Bir yandan Şengal’ı bombalayacaksınız, insanlık düşmanı IŞİD’e karşı savaşan Kürtlere savaş ilan edeceksiniz sonra çözüm diyeceksiniz. Sayın Barzani 5 milyon Kürdün temsilcisi buna saygı duyuyoruz ama Sayın Barzani’nin Kuzey Kürdistan’da saygınlıktan öte karşılığı nedir? Kuzeyli Kürtlerin sorunlarına ne kadar vakıftır. Arabulucu, kolaylaştırıcı olabilir ama gerçekçi olmak lazım. Sorunun tek muhatabı Sayın Öcalan oradayken, 6 milyon oy HDP mecliste iken başka muhatap aramak ham hayaldir. Silah PKK’nin elindeyken Sayın Barzani neyi nasıl durduracak? Bizde merak ediyoruz. Sayın Barzani arabulucu olabilir. Biz zaten parlamentodayız. AKP gerçekten samimiyse 6 milyon ay almış bir irade olarak biz oradayız. Biz el uzatma mesafesindeyiz. Şu koşullarda MHP ve Ergenekon ile ittifak yapmış bir AKP, Rojava’da Kürtleri arkadan vuruyor. Bunlardan çözüm beklemek, Kürt halkına haksızlık yapmak, halkımızı boş vaatlerle çözme politikasıdır. Sorunlar muhataplarıyla çözülür. AKP’nin bölge milletvekilleri ile yeniden bir umut yaratmaya çalışıyorlar. Bu bir algı operasyonudur.
Hal böyleyken çözümden söz edilmesi aptallıktır. Sayın Öcalan ve PKK faktörü görmezlikten gelinerek, 6 milyon oy almış HDP var iken HÜDA-PAR ile görüşmek boş ve kafa karıştırmaktan başka bir şey değil.

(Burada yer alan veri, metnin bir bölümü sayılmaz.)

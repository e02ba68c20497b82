use std::collections::HashMap;
use std::path::Path;
use std::sync::Arc;

use anyhow::{bail, Context, Result};
use async_trait::async_trait;
use base64::engine::general_purpose::STANDARD as BASE64_STANDARD;
use base64::Engine as _;
use tracing::{error, warn};

use hubcast_core::current_unix_timestamp_ms;
use hubcast_events::canonical_event::RepoRef;
use hubcast_events::channel_ref::{ChannelRef, ThreadKind};
use hubcast_events::markdown_render::{collect_media_sources, render_markdown};
use hubcast_events::message_element::{MediaKind, MessageElement};

use super::github_api_client::GithubApiClient;

#[async_trait]
/// Re-hosts a non-network media source and returns the hosted URL.
pub trait AssetTransformer: Send + Sync {
    async fn transform(&self, kind: MediaKind, src: &str) -> Result<String>;
}

/// Bytes plus naming metadata loaded from a local media source.
#[derive(Debug, Clone)]
pub struct LocalAsset {
    pub bytes: Vec<u8>,
    pub file_name: String,
    pub content_type: String,
}

/// Loads `file://`, `base64://`, `data:`, and plain-path media sources.
/// Network URLs never reach this function.
pub async fn load_local_asset(src: &str) -> Result<LocalAsset> {
    if let Some(path) = src.strip_prefix("file://") {
        let bytes = tokio::fs::read(path)
            .await
            .with_context(|| format!("failed to read {path}"))?;
        return Ok(LocalAsset {
            bytes,
            file_name: file_name_of(path),
            content_type: "application/octet-stream".to_string(),
        });
    }
    if let Some(data) = src.strip_prefix("base64://") {
        let bytes = BASE64_STANDARD
            .decode(data)
            .context("invalid base64 media source")?;
        return Ok(LocalAsset {
            bytes,
            file_name: format!("file_{}", current_unix_timestamp_ms()),
            content_type: "application/octet-stream".to_string(),
        });
    }
    if let Some(rest) = src.strip_prefix("data:") {
        let Some((content_type, data)) = rest.split_once(";base64,") else {
            bail!("unsupported data url, expected base64 payload");
        };
        let bytes = BASE64_STANDARD
            .decode(data)
            .context("invalid base64 payload in data url")?;
        let extension = content_type.split('/').nth(1).unwrap_or("bin");
        return Ok(LocalAsset {
            bytes,
            file_name: format!("file_{}.{extension}", current_unix_timestamp_ms()),
            content_type: content_type.to_string(),
        });
    }
    let bytes = tokio::fs::read(src)
        .await
        .with_context(|| format!("failed to read {src}"))?;
    Ok(LocalAsset {
        bytes,
        file_name: file_name_of(src),
        content_type: "application/octet-stream".to_string(),
    })
}

fn file_name_of(path: &str) -> String {
    Path::new(path)
        .file_name()
        .map(|name| name.to_string_lossy().into_owned())
        .unwrap_or_else(|| format!("file_{}", current_unix_timestamp_ms()))
}

/// Default transformer: loads the local source and uploads it as a
/// repository asset.
pub struct RepoAssetUploader {
    client: GithubApiClient,
    repo: RepoRef,
}

impl RepoAssetUploader {
    pub fn new(client: GithubApiClient, repo: RepoRef) -> Self {
        Self { client, repo }
    }
}

#[async_trait]
impl AssetTransformer for RepoAssetUploader {
    async fn transform(&self, _kind: MediaKind, src: &str) -> Result<String> {
        let asset = load_local_asset(src).await?;
        let url = self
            .client
            .upload_repo_asset(&self.repo, &asset.file_name, &asset.content_type, asset.bytes)
            .await?;
        Ok(url)
    }
}

/// Serializes outbound replies into GitHub markdown comments.
///
/// Elements accumulate into a buffer; `flush` posts the buffered string as
/// one new comment. The buffer is cleared on every flush attempt, success or
/// failure, so a failed send is never resent as stale content.
pub struct CommentEncoder {
    client: GithubApiClient,
    channel: ChannelRef,
    assets: Option<Arc<dyn AssetTransformer>>,
    silent: bool,
    buffer: String,
    created_comment_ids: Vec<String>,
}

impl CommentEncoder {
    pub fn new(
        client: GithubApiClient,
        channel: ChannelRef,
        assets: Option<Arc<dyn AssetTransformer>>,
        silent: bool,
    ) -> Self {
        Self {
            client,
            channel,
            assets,
            silent,
            buffer: String::new(),
            created_comment_ids: Vec::new(),
        }
    }

    pub fn for_channel_id(
        client: GithubApiClient,
        channel_id: &str,
        assets: Option<Arc<dyn AssetTransformer>>,
        silent: bool,
    ) -> Result<Self> {
        let channel = ChannelRef::parse(channel_id)?;
        Ok(Self::new(client, channel, assets, silent))
    }

    pub fn push_text(&mut self, text: &str) {
        self.buffer.push_str(text);
    }

    /// Renders elements into the buffer, resolving non-network media through
    /// the asset transformer. Failed transforms render their failure marker.
    pub async fn push_elements(&mut self, elements: &[MessageElement]) {
        let mut resolved: HashMap<String, Option<String>> = HashMap::new();
        for (kind, src) in collect_media_sources(elements) {
            let outcome = match &self.assets {
                Some(transformer) => match transformer.transform(kind, &src).await {
                    Ok(url) => Some(url),
                    Err(transform_error) => {
                        warn!("asset transform failed for {src}: {transform_error}");
                        None
                    }
                },
                None => None,
            };
            resolved.insert(src, outcome);
        }
        self.buffer.push_str(&render_markdown(elements, &resolved));
    }

    pub fn buffered(&self) -> &str {
        &self.buffer
    }

    pub fn created_comment_ids(&self) -> &[String] {
        &self.created_comment_ids
    }

    /// Posts the buffered content as one comment and returns the created
    /// comment id, or `None` when nothing was sent (empty buffer or silent
    /// mode).
    pub async fn flush(&mut self) -> Result<Option<String>> {
        // Taking the buffer up front guarantees the clear-on-flush contract
        // even when the send fails.
        let body = std::mem::take(&mut self.buffer);
        if body.trim().is_empty() {
            return Ok(None);
        }
        if self.silent {
            warn!("silent mode enabled, dropping message for {}", self.channel);
            return Ok(None);
        }
        let repo = RepoRef {
            owner: self.channel.owner.clone(),
            name: self.channel.repo.clone(),
        };
        let created = match self.channel.kind {
            ThreadKind::Issues | ThreadKind::Pull => self
                .client
                .create_issue_comment(&repo, self.channel.number, &body)
                .await
                .map(|response| response.id.to_string())
                .map_err(anyhow::Error::from),
            ThreadKind::Discussions => {
                let discussion = self
                    .client
                    .discussion_node_id(&repo, self.channel.number)
                    .await
                    .map_err(anyhow::Error::from);
                match discussion {
                    Ok(discussion_id) => self
                        .client
                        .add_discussion_comment(&discussion_id, &body)
                        .await
                        .map_err(anyhow::Error::from),
                    Err(lookup_error) => Err(lookup_error),
                }
            }
        };
        match created {
            Ok(comment_id) => {
                self.created_comment_ids.push(comment_id.clone());
                Ok(Some(comment_id))
            }
            Err(send_error) => {
                error!(
                    "failed to deliver comment to {}: {send_error}",
                    self.channel
                );
                Err(send_error)
            }
        }
    }
}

Barış ve çözüm umudu Sayın Öcalan’dır, Dolmabahçe ve AB’ne geri dönsünler.
KAYYIMLAR MEHTER MARŞI TAKIMI KURUYOR
Van başta olmak üzere belediyelere atanan kayyumları ve uygulamalarına ilişkin neler söyleyeceksiniz?
Kayyum uygulamaları tamamen halkın kazanımlarını yok etmeye yöneliktir. Gürpınar ve Muradiye’de ücretsiz sağlık hizmeti veren sağlık ocaklarını dahi kapattılar. Kayyum Vali, bu uygulamaları devlet bütçesine katkı olarak değerlendirdi. Genel Sekreter 600 milyarlık cipe nasıl biniyor? Vali kayyım önce bunu bir incelesin. Halkımızın belediyeleri şu anda kayyum yönetiminde amaç dışı kullanıyor ve tamamen Kürt karşıtı politikalar üretiliyor, mehter marşı takımı kuruluyor, halk fırınları kapatılıyor. Kayyumlar kendinize güveniyorsanız bu ördüğünüz duvarlar neyin nesidir? 2 trilyona bu duvarları örmesi için ihaleleri kime verdiniz? Trilyonlarca para harcanıyor ama nereye gittiğini bilmiyoruz. Bu halk hakkını size helal etmiyor, etmeyecek. Kayyımlar önce çıkıp aldıkları maaşlarını açıklasınlar. Bir kayyımın aldığı maaş kaç tane asgari ücretlinin maaşına tekabül ediyor. Gelir gelmez AKP’nin yöneticilerinin çocukları belediyelerde nasıl işe yerleştirildi? Kayyımlar mı yönetiyor belediyeleri yoksa karanlık eller mi? Bizler kimin yönettiğini çok iyi biliyoruz. AKP bunların hesabını verecek.